→ **Task brief**: Only lines holding the word "faces" should be copied from the material.

Start of Provided records

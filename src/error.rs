// SPDX-License-Identifier: Apache-2.0
// Copyright (c) 2025 Crease contributors.

//! Error types for crease.

use std::path::PathBuf;
use thiserror::Error;

/// Result type alias using [`CreaseError`].
pub type Result<T> = std::result::Result<T, CreaseError>;

/// Errors that can occur while loading, classifying, or exporting a mesh.
///
/// All failures are structural (missing file, malformed mesh, broken
/// invariant) and fatal to the run; none of them is worth retrying with
/// the same input.
#[derive(Error, Debug)]
pub enum CreaseError {
    /// The input path does not exist.
    #[error("path not found: {0}")]
    PathNotFound(PathBuf),

    /// The input file could not be parsed into a valid triangle mesh.
    #[error("invalid input {path}: {message}")]
    Load {
        /// The offending file path.
        path: PathBuf,
        /// What went wrong while parsing or validating.
        message: String,
    },

    /// An edge has an invalid number of incident faces.
    ///
    /// Every edge of a well-formed mesh has one or two incident faces.
    /// Hitting this means an internal invariant broke, not that the input
    /// file was bad.
    #[error("edge ({v0}, {v1}) has {faces} incident faces, expected 1 or 2")]
    Topology {
        /// First endpoint vertex index.
        v0: usize,
        /// Second endpoint vertex index.
        v1: usize,
        /// The invalid incident face count.
        faces: usize,
    },

    /// The output artifact could not be persisted.
    #[error("failed to write {path}: {message}")]
    Write {
        /// The output file path.
        path: PathBuf,
        /// The underlying I/O failure.
        message: String,
    },
}
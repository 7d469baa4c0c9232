// SPDX-License-Identifier: Apache-2.0
// Copyright (c) 2025 Crease contributors.

//! Triangle surface mesh representation

use nalgebra::Point3;
use serde::{Deserialize, Serialize};

/// An indexed triangle surface mesh.
///
/// Vertices are positions, faces are ordered triples of vertex indices.
/// The mesh is populated once by the loader and read-only afterwards;
/// triangulation is a type invariant (`[usize; 3]`), so a constructed mesh
/// can never hold a non-triangular face.
#[derive(Debug, Clone, Serialize, Deserialize)]
pub struct SurfaceMesh {
    pub vertices: Vec<Point3<f64>>,
    pub faces: Vec<[usize; 3]>,
}

impl SurfaceMesh {
    pub fn new() -> Self {
        Self {
            vertices: Vec::new(),
            faces: Vec::new(),
        }
    }

    pub fn with_capacity(vertex_count: usize, face_count: usize) -> Self {
        Self {
            vertices: Vec::with_capacity(vertex_count),
            faces: Vec::with_capacity(face_count),
        }
    }

    /// Add a vertex and return its index.
    pub fn add_vertex(&mut self, position: Point3<f64>) -> usize {
        let index = self.vertices.len();
        self.vertices.push(position);
        index
    }

    /// Add a triangular face.
    pub fn add_face(&mut self, indices: [usize; 3]) {
        self.faces.push(indices);
    }

    /// Get vertex count.
    pub fn vertex_count(&self) -> usize {
        self.vertices.len()
    }

    /// Get face count.
    pub fn face_count(&self) -> usize {
        self.faces.len()
    }

    /// The three corner positions of a face.
    pub fn face_points(&self, face: usize) -> [&Point3<f64>; 3] {
        let [a, b, c] = self.faces[face];
        [&self.vertices[a], &self.vertices[b], &self.vertices[c]]
    }

    /// True if every face references only valid vertex indices.
    pub fn indices_in_bounds(&self) -> bool {
        let n = self.vertices.len();
        self.faces
            .iter()
            .all(|f| f.iter().all(|&v| v < n))
    }
}

impl Default for SurfaceMesh {
    fn default() -> Self {
        Self::new()
    }
}

#[cfg(test)]
mod tests {
    use super::*;

    #[test]
    fn test_add_and_count() {
        let mut mesh = SurfaceMesh::new();
        let a = mesh.add_vertex(Point3::new(0.0, 0.0, 0.0));
        let b = mesh.add_vertex(Point3::new(1.0, 0.0, 0.0));
        let c = mesh.add_vertex(Point3::new(0.0, 1.0, 0.0));
        mesh.add_face([a, b, c]);

        assert_eq!(mesh.vertex_count(), 3);
        assert_eq!(mesh.face_count(), 1);
        assert!(mesh.indices_in_bounds());
    }

    #[test]
    fn test_out_of_bounds_face() {
        let mut mesh = SurfaceMesh::new();
        mesh.add_vertex(Point3::new(0.0, 0.0, 0.0));
        mesh.add_face([0, 1, 2]);
        assert!(!mesh.indices_in_bounds());
    }

    #[test]
    fn test_face_points() {
        let mut mesh = SurfaceMesh::new();
        mesh.add_vertex(Point3::new(0.0, 0.0, 0.0));
        mesh.add_vertex(Point3::new(1.0, 0.0, 0.0));
        mesh.add_vertex(Point3::new(1.0, 1.0, 0.0));
        mesh.add_face([0, 1, 2]);

        let [p0, _, p2] = mesh.face_points(0);
        assert_eq!(p0.x, 0.0);
        assert_eq!(p2.y, 1.0);
    }
}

End of Provided records

→ **Solution for this task**:
    /// An edge has an invalid number of incident faces.
    /// Every edge of a well-formed mesh has one or two incident faces.
    #[error("edge ({v0}, {v1}) has {faces} incident faces, expected 1 or 2")]
        faces: usize,
/// Vertices are positions, faces are ordered triples of vertex indices.
    pub faces: Vec<[usize; 3]>,
            faces: Vec::new(),
            faces: Vec::with_capacity(face_count),
        self.faces.push(indices);
        self.faces.len()
        let [a, b, c] = self.faces[face];
        self.faces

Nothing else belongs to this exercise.